● **Work instruction**: Repeat the entries beneath in their entirety, precisely as given.

● **Data excerpts**:
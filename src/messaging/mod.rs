//! # Messaging Module
//!
//! Broker-facing types for the task worker: the connector/link/channel seams,
//! the envelopes that cross them, and the providers that implement them.

pub mod broker;
pub mod errors;
pub mod message;
pub mod providers;

pub use broker::{BrokerChannel, BrokerConnector, BrokerLink, DeliveryStream};
pub use errors::{MessagingError, MessagingResult};
pub use message::{ResponseEnvelope, TaskEnvelope, RESPONSE_CONTENT_TYPE};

● **Answer box**:
filename src/messaging/mod.rs
//! # Messaging Module
//!
//! Broker-facing types for the task worker: the connector/link/channel seams,
//! the envelopes that cross them, and the providers that implement them.

pub mod broker;
pub mod errors;
pub mod message;
pub mod providers;

pub use broker::{BrokerChannel, BrokerConnector, BrokerLink, DeliveryStream};
pub use errors::{MessagingError, MessagingResult};
pub use message::{ResponseEnvelope, TaskEnvelope, RESPONSE_CONTENT_TYPE};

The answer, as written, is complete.